KalkulierbaR comes with a whole set of features to help you implement your own Calculi - let's see how you might want to get started!
At their core, calculi are just classes implementing the Calculus interface.
There are three core functions: Parsing a formula and setting up the initial proof state,
taking a proof state and applying a rule ('move') on it, and checking if a given state represents a closed proof.
An additional endpoint that you might want to support is state validation,
which lets a frontend implementation check stored states without applying any moves.
So a really basic calculus might be implemented like this:
class BareMetalCalculus : Calculus {
// Give your calculus a unique name
// The calculus api will be exposed at '/<identifier>/'
override val identifier = "bare-metal"
// Take in a formula and some optional parameters, return some state representation
override fun parseFormula(formula: String, params: String?): String {
/*...*/
}
// Take in a state representation and a move representation, return a new state
override fun applyMove(state: String, move: String): String {
/*...*/
}
// Take in a state, return a message indicating proof closure state
override fun checkClose(state: String): String {
/*...*/
}
// Take in a state, return a message indicating its validity
override fun validate(state: String): String {
/*...*/
}
}As you have probably noticed, all these functions operate on plain old strings, meaning you have both the freedom and the obligation to define your own data interchange format that you'd like to use for this calculus.

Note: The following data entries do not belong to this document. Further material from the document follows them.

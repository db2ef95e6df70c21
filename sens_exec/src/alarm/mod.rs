//! # Obstacle alarm
//!
//! Beeps while an obstacle is detected: the buzzer sounds for the beep time, then stays silent for
//! the silence time. The silence is cut short as soon as the obstacle clears.

// ------------------------------------------------------------------------------------------------
// MODULES
// ------------------------------------------------------------------------------------------------

/// PWM buzzer on a Raspberry Pi GPIO pin.
#[cfg(feature = "hw")]
pub mod gpio;

// ------------------------------------------------------------------------------------------------
// IMPORTS
// ------------------------------------------------------------------------------------------------

use log::{debug, trace, warn};
use std::sync::{
    atomic::{AtomicBool, Ordering},
    Arc, Mutex,
};
use std::thread::{self, JoinHandle};
use std::time::{Duration, Instant};

use crate::params::AlarmParams;

// ------------------------------------------------------------------------------------------------
// TRAITS
// ------------------------------------------------------------------------------------------------

pub trait Buzzer {
    fn set_on(&mut self, on: bool) -> Result<(), BuzzerError>;
}

// ------------------------------------------------------------------------------------------------
// STRUCTS
// ------------------------------------------------------------------------------------------------

/// Buzzer which records when it was switched. Clones share the record.
#[derive(Clone, Default)]
pub struct SimBuzzer {
    history: Arc<Mutex<Vec<(Instant, bool)>>>,
}

/// Handle to the running alarm thread.
pub struct Alarm {
    shutdown: Arc<AtomicBool>,
    join_handle: Option<JoinHandle<()>>,
}

// ------------------------------------------------------------------------------------------------
// ENUMS
// ------------------------------------------------------------------------------------------------

#[derive(thiserror::Error, Debug)]
pub enum BuzzerError {
    #[error("Could not access the GPIO peripheral: {0}")]
    Gpio(String),

    #[error("Could not set the buzzer PWM: {0}")]
    Pwm(String),
}

// ------------------------------------------------------------------------------------------------
// IMPLS
// ------------------------------------------------------------------------------------------------

impl SimBuzzer {
    pub fn new() -> Self {
        Self::default()
    }

    pub fn history(&self) -> Vec<(Instant, bool)> {
        self.history.lock().map(|h| h.clone()).unwrap_or_default()
    }

    /// Number of times the buzzer was switched on.
    pub fn num_beeps(&self) -> usize {
        self.history().iter().filter(|(_, on)| *on).count()
    }

    pub fn is_on(&self) -> bool {
        self.history().last().map(|(_, on)| *on).unwrap_or(false)
    }
}

impl Buzzer for SimBuzzer {
    fn set_on(&mut self, on: bool) -> Result<(), BuzzerError> {
        trace!("Sim buzzer {}", if on { "on" } else { "off" });
        if let Ok(mut h) = self.history.lock() {
            h.push((Instant::now(), on));
        }
        Ok(())
    }
}

impl Alarm {
    /// Start the alarm thread, beeping while `active` returns true.
    pub fn start<B, F>(buzzer: B, active: F, params: &AlarmParams) -> std::io::Result<Self>
    where
        B: Buzzer + Send + 'static,
        F: Fn() -> bool + Send + 'static,
    {
        let shutdown = Arc::new(AtomicBool::new(false));
        let thread_shutdown = shutdown.clone();
        let params = params.clone();

        let join_handle = thread::Builder::new()
            .name("alarm".into())
            .spawn(move || alarm_loop(buzzer, active, params, thread_shutdown))?;

        debug!("Alarm started");

        Ok(Self {
            shutdown,
            join_handle: Some(join_handle),
        })
    }

    pub fn stop(mut self) {
        self.halt();
    }

    fn halt(&mut self) {
        self.shutdown.store(true, Ordering::Relaxed);

        if let Some(h) = self.join_handle.take() {
            if h.join().is_err() {
                warn!("Alarm thread panicked");
            }
        }
    }
}

impl Drop for Alarm {
    fn drop(&mut self) {
        self.halt();
    }
}

// ------------------------------------------------------------------------------------------------
// FUNCTIONS
// ------------------------------------------------------------------------------------------------

fn alarm_loop<B: Buzzer, F: Fn() -> bool>(
    mut buzzer: B,
    active: F,
    params: AlarmParams,
    shutdown: Arc<AtomicBool>,
) {
    let step = Duration::from_millis(params.silence_step_ms.max(1));
    let num_steps = params.silence_ms / params.silence_step_ms.max(1);

    while !shutdown.load(Ordering::Relaxed) {
        if !active() {
            thread::sleep(step);
            continue;
        }

        set_buzzer(&mut buzzer, true);
        thread::sleep(Duration::from_millis(params.beep_ms));
        set_buzzer(&mut buzzer, false);

        for _ in 0..num_steps {
            thread::sleep(step);
            if !active() || shutdown.load(Ordering::Relaxed) {
                break;
            }
        }
    }

    set_buzzer(&mut buzzer, false);
}

fn set_buzzer<B: Buzzer>(buzzer: &mut B, on: bool) {
    if let Err(e) = buzzer.set_on(on) {
        warn!("Could not switch the buzzer {}: {}", if on { "on" } else { "off" }, e);
    }
}

#[cfg(test)]
mod test {
    use super::*;

    fn fast_params() -> AlarmParams {
        AlarmParams {
            beep_ms: 20,
            silence_ms: 200,
            silence_step_ms: 10,
            ..AlarmParams::default()
        }
    }

    #[test]
    fn test_silent_without_obstacle() {
        let buzzer = SimBuzzer::new();
        let alarm = Alarm::start(buzzer.clone(), || false, &fast_params()).unwrap();

        thread::sleep(Duration::from_millis(100));
        alarm.stop();

        assert_eq!(buzzer.num_beeps(), 0);
        assert!(!buzzer.is_on());
    }

    #[test]
    fn test_beep_pattern() {
        let buzzer = SimBuzzer::new();
        let alarm = Alarm::start(buzzer.clone(), || true, &fast_params()).unwrap();

        thread::sleep(Duration::from_millis(330));
        alarm.stop();

        let history = buzzer.history();
        assert!(buzzer.num_beeps() >= 1 && buzzer.num_beeps() <= 2);
        assert!(!buzzer.is_on());

        // Beep then silence
        let on = history.iter().position(|(_, on)| *on).unwrap();
        let off = &history[on + 1];
        assert!(!off.1);
        assert!(off.0 - history[on].0 >= Duration::from_millis(20));
    }

    #[test]
    fn test_silence_ends_when_cleared() {
        let buzzer = SimBuzzer::new();
        let active = Arc::new(AtomicBool::new(true));

        let flag = active.clone();
        let alarm = Alarm::start(
            buzzer.clone(),
            move || flag.load(Ordering::Relaxed),
            &fast_params(),
        )
        .unwrap();

        thread::sleep(Duration::from_millis(40));
        active.store(false, Ordering::Relaxed);
        thread::sleep(Duration::from_millis(40));

        // Back within one step, well before the silence would have ended
        let before = buzzer.num_beeps();
        active.store(true, Ordering::Relaxed);
        thread::sleep(Duration::from_millis(60));
        alarm.stop();

        assert!(buzzer.num_beeps() > before);
    }
}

Also note how the calculus is completely stateless - state information is always supplied by the user to the function.
This means you won't have to worry about keeping tabs on who's currently using the calculus - a user might even change servers mid-proof without noticing a thing.
Most of the time, you'll probably want to use an established data format like JSON
for your calculus instead of rolling your own.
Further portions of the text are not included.